1 Apr 2016

Do we have a potential world record beater at the great glass house?

Ardd Fotaneg · Botanic Garden

Bit of a head-scratcher, this. The horticulture team here has recently been tending to some shrubs in the Great Glass House, mostly in the Canary Islands zone. My colleague Mike Brown beckoned me to look at something he’d found – I assumed it was that butterfly he’s been talking about a lot recently. What he showed me is quite literally the most astonishing thing I’ve seen at the Garden.

It feels ridiculous to even be typing this, but we think we’ve found a prunus persica – a peach – that’s growing not on a peach tree, but been grafted onto the stem of a Ilex platyphylla (a rare, evergreen holly usually found growing wild on the Canary Isles). And not just any peach; it’s huge. It weighs about 2 kilos at the moment. To put that into context, that’s more than twice the weight of the current World Record Holder.

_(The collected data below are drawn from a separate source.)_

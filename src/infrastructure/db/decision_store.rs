use std::time::{Duration, Instant};

use async_trait::async_trait;
use serde_json::Value;
use sqlx::postgres::{PgArguments, PgConnectOptions, PgPoolOptions, PgRow};
use sqlx::query::Query;
use sqlx::{Column, PgPool, Postgres, Row};
use tracing::{debug, error, info};

use super::DecisionStore;
use crate::domain::error::{AppError, Result};
use crate::domain::query::{DecisionRow, ExecutionResult};
use crate::infrastructure::config::DatabaseConfig;

/// Postgres cancels the statement with this SQLSTATE when `statement_timeout` fires.
const QUERY_CANCELED: &str = "57014";

pub struct PgDecisionStore {
    pool: PgPool,
    call_timeout: Duration,
    ping_timeout: Duration,
}

impl PgDecisionStore {
    /// Builds the pool without connecting; the first query opens a connection.
    pub fn connect_lazy(config: &DatabaseConfig) -> Result<Self> {
        let options: PgConnectOptions = config
            .url
            .parse()
            .map_err(|e| AppError::ConfigError(format!("Invalid database URL: {}", e)))?;

        let statement_timeout_ms = config.statement_timeout_secs.saturating_mul(1000);
        let pool = PgPoolOptions::new()
            .max_connections(config.max_connections.max(1))
            .acquire_timeout(Duration::from_secs(config.connect_timeout_secs))
            .after_connect(move |conn, _meta| {
                Box::pin(async move {
                    let statement = format!("SET statement_timeout = {}", statement_timeout_ms);
                    sqlx::query(&statement).execute(&mut *conn).await?;
                    Ok(())
                })
            })
            .connect_lazy_with(options);

        info!(
            max_connections = config.max_connections,
            statement_timeout_secs = config.statement_timeout_secs,
            "Configured lazy PostgreSQL pool"
        );

        Ok(Self {
            pool,
            // Covers acquiring a connection plus the server-side statement budget.
            call_timeout: Duration::from_secs(
                config.statement_timeout_secs + config.connect_timeout_secs,
            ),
            ping_timeout: Duration::from_secs(config.connect_timeout_secs.max(1)),
        })
    }

    pub async fn close(&self) {
        self.pool.close().await;
    }
}

fn bind_params<'q>(
    mut query: Query<'q, Postgres, PgArguments>,
    params: &[Value],
) -> Query<'q, Postgres, PgArguments> {
    for param in params {
        query = match param {
            Value::String(s) => query.bind(s.clone()),
            Value::Number(n) => {
                if let Some(i) = n.as_i64() {
                    query.bind(i)
                } else if let Some(f) = n.as_f64() {
                    query.bind(f)
                } else {
                    query.bind(n.to_string())
                }
            }
            Value::Bool(b) => query.bind(*b),
            Value::Null => query.bind(Option::<String>::None),
            _ => query.bind(param.to_string()),
        };
    }
    query
}

fn extract_column_value(row: &PgRow, index: usize) -> Value {
    if let Ok(v) = row.try_get::<Option<String>, _>(index) {
        return v.map(Value::String).unwrap_or(Value::Null);
    }
    if let Ok(v) = row.try_get::<Option<i64>, _>(index) {
        return v.map(|n| Value::Number(n.into())).unwrap_or(Value::Null);
    }
    if let Ok(v) = row.try_get::<Option<i32>, _>(index) {
        return v.map(|n| Value::Number(n.into())).unwrap_or(Value::Null);
    }
    if let Ok(v) = row.try_get::<Option<f64>, _>(index) {
        return v
            .and_then(serde_json::Number::from_f64)
            .map(Value::Number)
            .unwrap_or(Value::Null);
    }
    if let Ok(v) = row.try_get::<Option<bigdecimal::BigDecimal>, _>(index) {
        return v
            .and_then(|d| d.to_string().parse::<f64>().ok())
            .and_then(serde_json::Number::from_f64)
            .map(Value::Number)
            .unwrap_or(Value::Null);
    }
    if let Ok(v) = row.try_get::<Option<bool>, _>(index) {
        return v.map(Value::Bool).unwrap_or(Value::Null);
    }
    if let Ok(v) = row.try_get::<Option<chrono::DateTime<chrono::Utc>>, _>(index) {
        return v
            .map(|dt| Value::String(dt.to_rfc3339()))
            .unwrap_or(Value::Null);
    }
    if let Ok(v) = row.try_get::<Option<chrono::NaiveDate>, _>(index) {
        return v
            .map(|d| Value::String(d.to_string()))
            .unwrap_or(Value::Null);
    }

    Value::Null
}

fn row_to_json(row: &PgRow) -> DecisionRow {
    row.columns()
        .iter()
        .enumerate()
        .map(|(index, column)| (column.name().to_string(), extract_column_value(row, index)))
        .collect()
}

pub(crate) fn map_sqlx_error(err: sqlx::Error) -> AppError {
    match &err {
        sqlx::Error::Io(_)
        | sqlx::Error::Tls(_)
        | sqlx::Error::PoolTimedOut
        | sqlx::Error::PoolClosed
        | sqlx::Error::WorkerCrashed => AppError::ConnectionError(err.to_string()),
        sqlx::Error::Database(db) if db.code().as_deref() == Some(QUERY_CANCELED) => {
            AppError::StatementTimeout(db.message().to_string())
        }
        _ => AppError::DatabaseError(err.to_string()),
    }
}

#[async_trait]
impl DecisionStore for PgDecisionStore {
    async fn execute(&self, sql: &str, params: &[Value]) -> Result<ExecutionResult> {
        let started = Instant::now();
        let query = bind_params(sqlx::query(sql), params);

        let rows = tokio::time::timeout(self.call_timeout, query.fetch_all(&self.pool))
            .await
            .map_err(|_| {
                AppError::StatementTimeout(format!(
                    "Query exceeded {} seconds",
                    self.call_timeout.as_secs()
                ))
            })?
            .map_err(|e| {
                let mapped = map_sqlx_error(e);
                error!(code = mapped.code(), error = %mapped, "Decision query failed");
                mapped
            })?;

        let rows: Vec<DecisionRow> = rows.iter().map(row_to_json).collect();
        let execution_time_ms = started.elapsed().as_millis() as u64;
        debug!(row_count = rows.len(), execution_time_ms, "Decision query executed");

        Ok(ExecutionResult {
            success: true,
            row_count: rows.len(),
            rows: Some(rows),
            execution_time_ms,
            error_code: None,
        })
    }

    async fn ping(&self) -> Result<()> {
        tokio::time::timeout(self.ping_timeout, sqlx::query("SELECT 1").execute(&self.pool))
            .await
            .map_err(|_| AppError::ConnectionError("Database ping timed out".to_string()))?
            .map_err(map_sqlx_error)?;
        Ok(())
    }
}
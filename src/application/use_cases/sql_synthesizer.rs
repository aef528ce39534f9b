//! SQL synthesis for questions the template registry does not cover.
//!
//! Date+topic questions get a locally built "semi-template" with no provider
//! round-trip. Everything else goes to the completion provider, and its answer
//! passes a confidence gate before anyone may execute it.

use std::sync::Arc;

use serde::Deserialize;
use serde_json::Value;
use tracing::{debug, info, warn};

use crate::application::use_cases::prompts::{
    build_synthesis_system_prompt, build_synthesis_user_prompt,
};
use crate::application::use_cases::template_registry::{count_placeholders, TemplateRegistry};
use crate::domain::decision_schema::{DECISIONS_TABLE, LIST_COLUMNS};
use crate::domain::error::{AppError, Result};
use crate::domain::parameters::{
    ExtractedParameters, COUNT_ONLY, DATE_FROM, DATE_TO, GOVERNMENT_NUMBER, LIMIT, YEAR_EXACT,
};
use crate::domain::query::{
    ExpectedResultType, SqlConversion, CONFIDENCE_THRESHOLD, SEMI_TEMPLATE_CONFIDENCE,
};
use crate::infrastructure::llm_clients::{CompletionClient, CompletionRequest};
use crate::infrastructure::response::extract_json_payload;
use crate::shared::hebrew_dates::{normalize_date, CanonicalDate};

pub const GUIDANCE_SAMPLE_COUNT: usize = 6;
pub const DEFAULT_LIST_LIMIT: i64 = 50;

/// Provider reply contract.
#[derive(Debug, Deserialize)]
struct SqlConversionResponse {
    #[serde(default)]
    sql: String,
    #[serde(default)]
    params: Vec<Value>,
    #[serde(default)]
    expected_type: Option<String>,
    #[serde(default)]
    confidence: Value,
    #[serde(default)]
    explanation: Option<String>,
}

impl SqlConversionResponse {
    fn confidence(&self) -> f64 {
        let raw = match &self.confidence {
            Value::Number(n) => n.as_f64(),
            Value::String(s) => s.trim().parse().ok(),
            _ => None,
        };
        raw.filter(|c| c.is_finite()).unwrap_or(0.0).clamp(0.0, 1.0)
    }

    fn into_conversion(self) -> SqlConversion {
        let confidence = self.confidence();
        let sql = self.sql.trim().trim_end_matches(';').trim_end().to_string();
        SqlConversion {
            sql,
            params: self.params,
            expected_type: ExpectedResultType::parse_lenient(
                self.expected_type.as_deref().unwrap_or_default(),
            ),
            confidence,
            template_used: None,
            explanation: self
                .explanation
                .filter(|e| !e.trim().is_empty())
                .unwrap_or_else(|| "שאילתה שנבנתה עבור השאלה".to_string()),
        }
    }
}

/// Guidance answer listing phrasings the registry understands.
pub fn guidance_conversion() -> SqlConversion {
    let mut explanation =
        String::from("לא הצלחתי להבין את השאלה בוודאות מספקת. אפשר לנסח אותה למשל כך:");
    for (sample, description) in TemplateRegistry::builtin().samples(GUIDANCE_SAMPLE_COUNT) {
        explanation.push_str(&format!("\n• {} ({})", sample, description));
    }
    SqlConversion::guidance(explanation)
}

/// Sequential `$n` placeholder allocation.
struct Binder {
    params: Vec<Value>,
}

impl Binder {
    fn new() -> Self {
        Self { params: Vec::new() }
    }

    fn bind(&mut self, value: Value) -> usize {
        self.params.push(value);
        self.params.len()
    }
}

fn date_range(params: &ExtractedParameters) -> (Option<String>, Option<String>) {
    let format = |date: chrono::NaiveDate| date.format("%Y-%m-%d").to_string();

    if let Some(year) = params.integer(YEAR_EXACT) {
        if let Some(date) = i32::try_from(year).ok().and_then(CanonicalDate::year) {
            return (date.first_day().map(format), date.last_day().map(format));
        }
    }

    let from = params
        .text(DATE_FROM)
        .and_then(|raw| normalize_date(&raw))
        .and_then(|date| date.first_day())
        .map(format);
    let to = params
        .text(DATE_TO)
        .and_then(|raw| normalize_date(&raw))
        .and_then(|date| date.last_day())
        .map(format);
    (from, to)
}

/// Date constraint + topic, optionally narrowed to one government.
fn semi_template(params: &ExtractedParameters, list_limit: i64) -> Option<SqlConversion> {
    if !params.has_date() {
        return None;
    }
    let topic = params.topic()?;
    let (from, to) = date_range(params);
    if from.is_none() && to.is_none() {
        return None;
    }
    if let (Some(from), Some(to)) = (&from, &to) {
        if from > to {
            return None;
        }
    }

    let mut binder = Binder::new();
    let mut clauses = Vec::new();

    let n = binder.bind(Value::from(format!("%{}%", topic)));
    clauses.push(format!(
        "(tags_policy_area ILIKE ${0} OR decision_title ILIKE ${0} OR summary ILIKE ${0})",
        n
    ));
    if let Some(from) = &from {
        let n = binder.bind(Value::from(from.clone()));
        clauses.push(format!("decision_date >= ${}::date", n));
    }
    if let Some(to) = &to {
        let n = binder.bind(Value::from(to.clone()));
        clauses.push(format!("decision_date <= ${}::date", n));
    }
    let government = params.text(GOVERNMENT_NUMBER);
    if let Some(government) = &government {
        let n = binder.bind(Value::from(government.clone()));
        clauses.push(format!("government_number = ${}", n));
    }

    let filter = clauses.join(" AND ");
    let count_only = params.flag(COUNT_ONLY);
    let (sql, expected_type) = if count_only {
        (
            format!(
                "SELECT COUNT(*) AS count FROM {} WHERE {}",
                DECISIONS_TABLE, filter
            ),
            ExpectedResultType::Count,
        )
    } else {
        let limit = params
            .integer(LIMIT)
            .unwrap_or(list_limit)
            .clamp(1, list_limit.max(1));
        let n = binder.bind(Value::from(limit));
        (
            format!(
                "SELECT {} FROM {} WHERE {} ORDER BY decision_date DESC LIMIT ${}",
                LIST_COLUMNS, DECISIONS_TABLE, filter, n
            ),
            ExpectedResultType::Multiple,
        )
    };

    let mut explanation = format!("החלטות בנושא {}", topic);
    if let Some(government) = &government {
        explanation.push_str(&format!(" של ממשלה {}", government));
    }
    match (&from, &to) {
        (Some(from), Some(to)) => explanation.push_str(&format!(" בין {} ל-{}", from, to)),
        (Some(from), None) => explanation.push_str(&format!(" החל מ-{}", from)),
        (None, Some(to)) => explanation.push_str(&format!(" עד {}", to)),
        (None, None) => {}
    }

    Some(SqlConversion {
        sql,
        params: binder.params,
        expected_type,
        confidence: SEMI_TEMPLATE_CONFIDENCE,
        template_used: None,
        explanation,
    })
}

/// Fatal only when the SQL expects parameters and none were supplied.
fn check_parameter_count(conversion: SqlConversion) -> Result<SqlConversion> {
    let expected = count_placeholders(&conversion.sql);
    let actual = conversion.params.len();
    if expected == actual {
        return Ok(conversion);
    }
    if actual == 0 {
        return Err(AppError::ParameterMismatch { expected, actual });
    }
    // TODO: decide whether a non-empty mismatch should also be fatal once
    // production logs show how often providers over- or under-bind.
    warn!(expected, actual, "Placeholder/parameter count mismatch passed through");
    Ok(conversion)
}

pub struct SqlSynthesizer {
    client: Arc<dyn CompletionClient>,
    list_limit: i64,
}

impl SqlSynthesizer {
    pub fn new(client: Arc<dyn CompletionClient>) -> Self {
        Self {
            client,
            list_limit: DEFAULT_LIST_LIMIT,
        }
    }

    pub fn with_list_limit(mut self, list_limit: i64) -> Self {
        self.list_limit = list_limit.max(1);
        self
    }

    pub async fn synthesize(
        &self,
        query: &str,
        params: &ExtractedParameters,
    ) -> Result<SqlConversion> {
        if let Some(conversion) = semi_template(params, self.list_limit) {
            debug!(sql = %conversion.sql, "Built date+topic semi-template");
            return check_parameter_count(conversion);
        }

        let conversion = match self.request_conversion(query, params).await {
            Ok(conversion) => conversion,
            Err(err) => {
                warn!(error = %err, code = err.code(), "SQL synthesis failed, answering with guidance");
                return Ok(guidance_conversion());
            }
        };

        if conversion.sql.is_empty() || conversion.confidence < CONFIDENCE_THRESHOLD {
            info!(
                confidence = conversion.confidence,
                "Synthesized SQL below confidence threshold, answering with guidance"
            );
            return Ok(guidance_conversion());
        }

        check_parameter_count(conversion)
    }

    async fn request_conversion(
        &self,
        query: &str,
        params: &ExtractedParameters,
    ) -> Result<SqlConversion> {
        let request = CompletionRequest::json(
            build_synthesis_system_prompt(),
            build_synthesis_user_prompt(query, params),
        );
        let response = self.client.complete(request).await?;
        let payload = extract_json_payload(&response.content);
        let parsed: SqlConversionResponse = serde_json::from_str(&payload)
            .map_err(|e| AppError::ParseError(format!("Synthesis payload: {}", e)))?;
        Ok(parsed.into_conversion())
    }
}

Certainly it’s the largest peach any of us has ever seen, and we have a combined 56 years of experience between us. And believe it or not, it’s still growing.

We daren’t pick it because it’s such a rare find, but we’re certain it is a peach – a gorgeous, ripe, plump peach with distinctive fuzzy skin.

We’ve read through all our books and encyclopaedia and we can’t imagine how it got there, nor what’s making it grow so much, and so fast. Those of you who know us well know that genetic modification is strictly forbidden here at the Garden, and all the staff have sworn they have nothing to do with it.